Deep copy duplicate() of Java's ByteBuffer - java

java.nio.ByteBuffer#duplicate() returns a new byte buffer that shares the old buffer's content. Changes to the old buffer's content will be visible in the new buffer, and vice versa. What if I want a deep copy of the byte buffer?

I think the deep copy need not involve byte[]. Try the following:
public static ByteBuffer clone(ByteBuffer original) {
ByteBuffer clone = ByteBuffer.allocate(original.capacity());
original.rewind();//copy from the beginning
clone.put(original);
original.rewind();
clone.flip();
return clone;
}

As this question still comes up as one of the first hits to copying a ByteBuffer, I will offer my solution.

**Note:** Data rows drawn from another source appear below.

//! WebSocket transport tests against a local tokio-tungstenite server
//!
//! These run in real time; every wait is bounded by a timeout.

use futures_util::{SinkExt, StreamExt};
use rds_messaging::{
    ClientConfig, ClientEvent, ConnectionSession, ConnectionState, SessionSnapshot,
    WebSocketConnector,
};
use serde_json::{json, Value};
use std::net::SocketAddr;
use std::sync::Arc;
use std::time::Duration;
use tokio::net::{TcpListener, TcpStream};
use tokio::sync::{mpsc, oneshot, watch};
use tokio::time::timeout;
use tokio_tungstenite::tungstenite::handshake::server::{ErrorResponse, Request, Response};
use tokio_tungstenite::tungstenite::protocol::frame::coding::CloseCode;
use tokio_tungstenite::tungstenite::protocol::CloseFrame;
use tokio_tungstenite::tungstenite::Message as WsMessage;
use tokio_tungstenite::WebSocketStream;

const WAIT: Duration = Duration::from_secs(5);

async fn listener() -> (TcpListener, SocketAddr) {
    let listener = TcpListener::bind("127.0.0.1:0").await.unwrap();
    let addr = listener.local_addr().unwrap();
    (listener, addr)
}

/// Accept one client, returning the socket and the request URI it used
async fn accept_one(listener: &TcpListener) -> (WebSocketStream<TcpStream>, String) {
    let (stream, _) = listener.accept().await.unwrap();
    let (uri_tx, uri_rx) = oneshot::channel();
    let callback = |request: &Request, response: Response| -> Result<Response, ErrorResponse> {
        let _ = uri_tx.send(request.uri().to_string());
        Ok(response)
    };
    let ws = tokio_tungstenite::accept_hdr_async(stream, callback)
        .await
        .unwrap();
    (ws, uri_rx.await.unwrap())
}

fn client_config(addr: SocketAddr) -> ClientConfig {
    ClientConfig::new(format!("ws://{addr}/ws"), "alice", "session-1")
}

async fn wait_for_state(
    watch: &mut watch::Receiver<SessionSnapshot>,
    state: ConnectionState,
) -> SessionSnapshot {
    timeout(WAIT, watch.wait_for(|s| s.state == state))
        .await
        .unwrap_or_else(|_| panic!("timed out waiting for {state}"))
        .unwrap()
        .clone()
}

#[tokio::test]
async fn test_websocket_round_trip() {
    let (listener, addr) = listener().await;
    let (frames_tx, mut frames_rx) = mpsc::unbounded_channel::<Value>();
    let (uri_tx, uri_rx) = oneshot::channel();

    tokio::spawn(async move {
        let (mut ws, uri) = accept_one(&listener).await;
        let _ = uri_tx.send(uri);
        let greeting = json!({
            "type": "message",
            "id": "srv-1",
            "content": "welcome",
            "timestamp": 1_700_000_000_000i64,
            "userId": "server-bot",
        });
        ws.send(WsMessage::Text(greeting.to_string())).await.unwrap();
        while let Some(Ok(message)) = ws.next().await {
            if let WsMessage::Text(text) = message {
                if let Ok(value) = serde_json::from_str(&text) {
                    let _ = frames_tx.send(value);
                }
            }
        }
    });

    let session = ConnectionSession::spawn(client_config(addr), Arc::new(WebSocketConnector::new()));
    let mut events = session.subscribe();
    let mut watch = session.watch();
    wait_for_state(&mut watch, ConnectionState::Connected).await;

    let uri = timeout(WAIT, uri_rx).await.unwrap().unwrap();
    assert_eq!(uri, "/ws?userId=alice&sessionId=session-1");

    let received = timeout(WAIT, async {
        loop {
            if let Ok(ClientEvent::MessageReceived(message)) = events.recv().await {
                return message;
            }
        }
    })
    .await
    .unwrap();
    assert_eq!(received.id, "srv-1");
    assert_eq!(received.content, "welcome");

    let delivery = session.send_message("hello server").await.unwrap();
    assert!(delivery.is_sent());

    let frame = timeout(WAIT, async {
        loop {
            let frame = frames_rx.recv().await.unwrap();
            if frame["type"] == "message" {
                return frame;
            }
        }
    })
    .await
    .unwrap();
    assert_eq!(frame["content"], "hello server");
    assert_eq!(frame["id"], delivery.id());

    session.shutdown().await.unwrap();
}

#[tokio::test]
async fn test_server_clean_close_leaves_session_disconnected() {
    let (listener, addr) = listener().await;
    let (go_tx, go_rx) = oneshot::channel::<()>();

    tokio::spawn(async move {
        let (mut ws, _) = accept_one(&listener).await;
        let _ = go_rx.await;
        let _ = ws
            .close(Some(CloseFrame {
                code: CloseCode::Normal,
                reason: "bye".into(),
            }))
            .await;
        while ws.next().await.is_some() {}
    });

    let session = ConnectionSession::spawn(client_config(addr), Arc::new(WebSocketConnector::new()));
    let mut watch = session.watch();
    wait_for_state(&mut watch, ConnectionState::Connected).await;
    go_tx.send(()).unwrap();

    let status = wait_for_state(&mut watch, ConnectionState::Disconnected).await;
    assert!(!status.reconnect_pending);
}

#[tokio::test]
async fn test_client_disconnect_sends_normal_close() {
    let (listener, addr) = listener().await;
    let (code_tx, code_rx) = oneshot::channel();

    tokio::spawn(async move {
        let (mut ws, _) = accept_one(&listener).await;
        while let Some(Ok(message)) = ws.next().await {
            if let WsMessage::Close(frame) = message {
                let _ = code_tx.send(frame.map(|f| u16::from(f.code)));
                break;
            }
        }
    });

    let session = ConnectionSession::spawn(client_config(addr), Arc::new(WebSocketConnector::new()));
    let mut watch = session.watch();
    wait_for_state(&mut watch, ConnectionState::Connected).await;

    session.disconnect().unwrap();
    let code = timeout(WAIT, code_rx).await.unwrap().unwrap();
    assert_eq!(code, Some(1000));
    assert_eq!(session.status().await.unwrap().state, ConnectionState::Disconnected);
}

#[tokio::test]
async fn test_unreachable_server_exhausts_retries() {
    // Reserve a port, then free it so nothing is listening there
    let (listener, addr) = listener().await;
    drop(listener);

    let mut config = client_config(addr);
    config.connection.max_retries = 2;
    config.connection.retry_delay_ms = 10;

    let session = ConnectionSession::spawn(config, Arc::new(WebSocketConnector::new()));
    let mut watch = session.watch();
    let status = wait_for_state(&mut watch, ConnectionState::Failed).await;

    assert_eq!(status.stats.reconnect_attempts, 2);
    assert_eq!(status.stats.connections, 0);
    assert_eq!(
        status.last_error.unwrap().kind,
        rds_messaging::ErrorKind::ExhaustedRetries
    );
}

This solution does not touch the original buffer, including any mark set, and will return a deep copy with the same capacity as the original.
public static ByteBuffer cloneByteBuffer(final ByteBuffer original) {
// Create clone with same capacity as original.
final ByteBuffer clone = (original.isDirect()) ?
ByteBuffer.allocateDirect(original.capacity()) :
ByteBuffer.allocate(original.capacity());
// Create a read-only copy of the original.
// This allows reading from the original without modifying it.
final ByteBuffer readOnlyCopy = original.asReadOnlyBuffer();
// Flip and read from the original.
readOnlyCopy.flip();
clone.put(readOnlyCopy);
return clone;
}
If one cares for the position, limit, or order to be set the same as the original, then that's an easy addition to the above:
clone.position(original.position());
clone.limit(original.limit());
clone.order(original.order());
return clone;

Based off of mingfai's solution:
This will give you an almost true deep copy. The only thing lost will be the mark. If orig is a HeapBuffer and the offset is not zero or the capacity is less than the backing array than the outlying data is not copied.
public static ByteBuffer deepCopy( ByteBuffer orig )
{
int pos = orig.position(), lim = orig.limit();
try
{
orig.position(0).limit(orig.capacity()); // set range to entire buffer
ByteBuffer toReturn = deepCopyVisible(orig); // deep copy range
toReturn.position(pos).limit(lim); // set range to original
return toReturn;
}
finally // do in finally in case something goes wrong we don't bork the orig
{
orig.position(pos).limit(lim); // restore original
}
}
public static ByteBuffer deepCopyVisible( ByteBuffer orig )
{
int pos = orig.position();
try
{
ByteBuffer toReturn;
// try to maintain implementation to keep performance
if( orig.isDirect() )
toReturn = ByteBuffer.allocateDirect(orig.remaining());
else
toReturn = ByteBuffer.allocate(orig.remaining());
toReturn.put(orig);
toReturn.order(orig.order());
return (ByteBuffer) toReturn.position(0);
}
finally
{
orig.position(pos);
}
}

One more simple solution
public ByteBuffer deepCopy(ByteBuffer source, ByteBuffer target) {
int sourceP = source.position();
int sourceL = source.limit();
if (null == target) {
target = ByteBuffer.allocate(source.remaining());
}
target.put(source);
target.flip();
source.position(sourceP);
source.limit(sourceL);
return target;
}

You'll need to iterate the entire buffer and copy by value into the new buffer.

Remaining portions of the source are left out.